DeVos is on board with those ideas in that she agrees about the need to change the education status quo, as she announced today on her website. But she’s at odds in that, as an ardent supporter of private school vouchers, she’s strongly skeptical of the role of government in spurring change.
Whereas members of the reform coalition have promoted ideas that essentially imitate market approaches inside of government, DeVos’s approach has been to create markets outright, erasing the government from the equation altogether. She favors doing that in the style advocated by Milton Friedman, the economist who promoted letting families control public taxpayer dollars for schools through private school vouchers.

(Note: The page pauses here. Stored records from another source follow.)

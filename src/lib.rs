//! Signals and observable values for single-threaded, event-driven code.
//!
//! Producers [`emit`](Signal::emit) events or [`update`](Value::update)
//! values, and every connected slot runs synchronously, highest priority
//! first and in registration order among equal priorities. Slots may connect,
//! disconnect or emit from inside their own invocation: changes to a
//! connection list made during a dispatch take effect once that dispatch is
//! done, except that a disconnected slot never fires again.
//!
//! ```
//! use std::cell::RefCell;
//! use std::rc::Rc;
//!
//! use signal_slots::Value;
//!
//! let seen = Rc::new(RefCell::new(Vec::new()));
//! let count = Value::new(1);
//! let doubled = count.map(|count| count * 2);
//!
//! doubled.listen({
//! 	let seen = seen.clone();
//! 	move |value, old| seen.borrow_mut().push((*value, old.copied()))
//! });
//!
//! count.update(2);
//! count.update(2);
//! assert_eq!(*seen.borrow(), [(4, Some(2))]);
//! ```

pub mod macros;
pub mod values;

mod addr;
mod connection;
mod mapped;
mod reactor;
mod signal;
mod value;

pub use connection::Connection;
pub use mapped::MappedValue;
pub use reactor::{Priority, DEFAULT_PRIORITY};
pub use signal::Signal;
pub use value::{Value, ValueView};
//! Boolean combinators built on top of values and signals.

use std::any::Any;
use std::rc::{Rc, Weak};

use smallvec::SmallVec;

use crate::connection::Connection;
use crate::mapped::MappedValue;
use crate::signal::Signal;
use crate::value::{ValueBody, ValueView};

type Sources = SmallVec<[Weak<ValueBody<bool>>; 4]>;

/// A boolean that flips every time `signal` fires.
pub fn toggler<E: 'static>(signal: &Signal<E>, initial: bool) -> MappedValue<bool> {
	toggler_with_name("<toggler>", signal, initial)
}

pub fn toggler_with_name<E: 'static>(
	name: &'static str,
	signal: &Signal<E>,
	initial: bool,
) -> MappedValue<bool> {
	let toggled = ValueBody::new(name, initial);
	let target = Rc::downgrade(&toggled);
	let connection = signal.connect_unit(move || {
		if let Some(toggled) = target.upgrade() {
			let next = !toggled.get();
			toggled.update_and_notify_if(next);
		}
	});
	toggled.attach(connection, std::iter::empty());

	MappedValue::new(toggled)
}

/// The logical NOT of `value`.
pub fn not(value: impl Into<ValueView<bool>>) -> MappedValue<bool> {
	value.into().map(|value| !value)
}

/// The logical AND of `values`. True when `values` is empty.
pub fn and<I>(values: I) -> MappedValue<bool>
where
	I: IntoIterator,
	I::Item: Into<ValueView<bool>>,
{
	aggregate("<and>", values, |sources| current(sources).all(|value| value))
}

/// The logical OR of `values`. False when `values` is empty.
pub fn or<I>(values: I) -> MappedValue<bool>
where
	I: IntoIterator,
	I::Item: Into<ValueView<bool>>,
{
	aggregate("<or>", values, |sources| current(sources).any(|value| value))
}

fn current(sources: &Sources) -> impl Iterator<Item = bool> + '_ {
	sources
		.iter()
		.filter_map(Weak::upgrade)
		.map(|source| source.get())
}

/// Recomputes `fold` over every source whenever any of them changes. The
/// resulting connection fans out to one link per source.
fn aggregate<I>(name: &'static str, values: I, fold: fn(&Sources) -> bool) -> MappedValue<bool>
where
	I: IntoIterator,
	I::Item: Into<ValueView<bool>>,
{
	let views: SmallVec<[ValueView<bool>; 4]> = values.into_iter().map(Into::into).collect();
	let sources: Rc<Sources> = Rc::new(views.iter().map(|view| Rc::downgrade(&view.body)).collect());

	let aggregated = ValueBody::new(name, fold(&sources));
	let target = Rc::downgrade(&aggregated);
	let connections = views.iter().map(|view| {
		let sources = sources.clone();
		let target = target.clone();
		view.connect_unit(move || {
			if let Some(aggregated) = target.upgrade() {
				aggregated.update_and_notify_if(fold(&sources));
			}
		})
	});

	aggregated.attach(
		Connection::join(connections),
		views.iter().map(|view| view.body.clone() as Rc<dyn Any>),
	);

	MappedValue::new(aggregated)
}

DeVos has also been critical of reforms that attempt to imitate markets inside of government. She’s criticized charter schools, publicly funded and government-regulated schools, as well as the Common Core standards, which aim to set a bar against which all students, schools, and teachers can be measured — leading to market-style consequences for poor performance.
If DeVos is appointed and holds strong to her positions, she could usher in a new phase of the education wars as we know them. To date, the two main camps that have dominated the national education debate have been the reformers and those who oppose market-style reforms from the left — including, in recent years, teachers unions, who disagree about what government should do, but still strongly support a role for government and government regulation.
Now those two groups could find themselves focusing more on what they agree about — and acting more like allies. Many reformers and reform opponents, for instance, oppose vouchers or only support vouchers with strong regulations, like a requirement that they only serve poor children. And both groups support a government-led vision for public education.
Exactly how that plays out will depend on how DeVos adapts her activist stance to a government position. So far, she’s keeping quiet on the specifics. In a statement published on her website today, DeVos wrote that “out of respect for the United States Senate, it is most appropriate for me to defer expounding on specifics until they begin their confirmation process.”